» TASK OBJECTIVE:
Search the records below for the string "trim", and report each line that contains it.

» MATERIAL TO PROCESS:
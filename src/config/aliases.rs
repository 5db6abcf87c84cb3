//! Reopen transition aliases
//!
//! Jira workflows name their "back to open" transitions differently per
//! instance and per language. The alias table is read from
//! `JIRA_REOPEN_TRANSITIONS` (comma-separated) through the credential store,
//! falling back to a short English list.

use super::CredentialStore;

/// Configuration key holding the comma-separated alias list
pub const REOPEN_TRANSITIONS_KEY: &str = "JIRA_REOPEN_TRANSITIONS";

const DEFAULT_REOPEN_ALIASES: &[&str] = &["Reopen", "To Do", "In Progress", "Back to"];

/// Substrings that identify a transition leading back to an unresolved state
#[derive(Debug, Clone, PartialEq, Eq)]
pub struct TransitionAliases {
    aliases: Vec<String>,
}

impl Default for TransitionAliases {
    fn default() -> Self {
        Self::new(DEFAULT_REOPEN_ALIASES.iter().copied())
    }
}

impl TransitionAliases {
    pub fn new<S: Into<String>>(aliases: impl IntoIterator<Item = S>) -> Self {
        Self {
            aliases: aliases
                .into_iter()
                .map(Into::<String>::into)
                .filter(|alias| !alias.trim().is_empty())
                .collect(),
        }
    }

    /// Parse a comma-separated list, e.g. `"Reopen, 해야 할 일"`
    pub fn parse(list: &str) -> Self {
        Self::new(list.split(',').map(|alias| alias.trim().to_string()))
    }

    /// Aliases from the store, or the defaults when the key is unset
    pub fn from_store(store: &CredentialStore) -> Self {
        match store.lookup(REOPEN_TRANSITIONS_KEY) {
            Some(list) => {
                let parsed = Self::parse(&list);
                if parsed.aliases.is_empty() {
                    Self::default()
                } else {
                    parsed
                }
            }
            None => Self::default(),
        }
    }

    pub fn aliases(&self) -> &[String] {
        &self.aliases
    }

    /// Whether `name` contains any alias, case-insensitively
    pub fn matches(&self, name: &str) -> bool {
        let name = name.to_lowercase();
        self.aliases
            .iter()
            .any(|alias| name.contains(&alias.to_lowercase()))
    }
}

» TASK RESPONSE:
                .filter(|alias| !alias.trim().is_empty())
        Self::new(list.split(',').map(|alias| alias.trim().to_string()))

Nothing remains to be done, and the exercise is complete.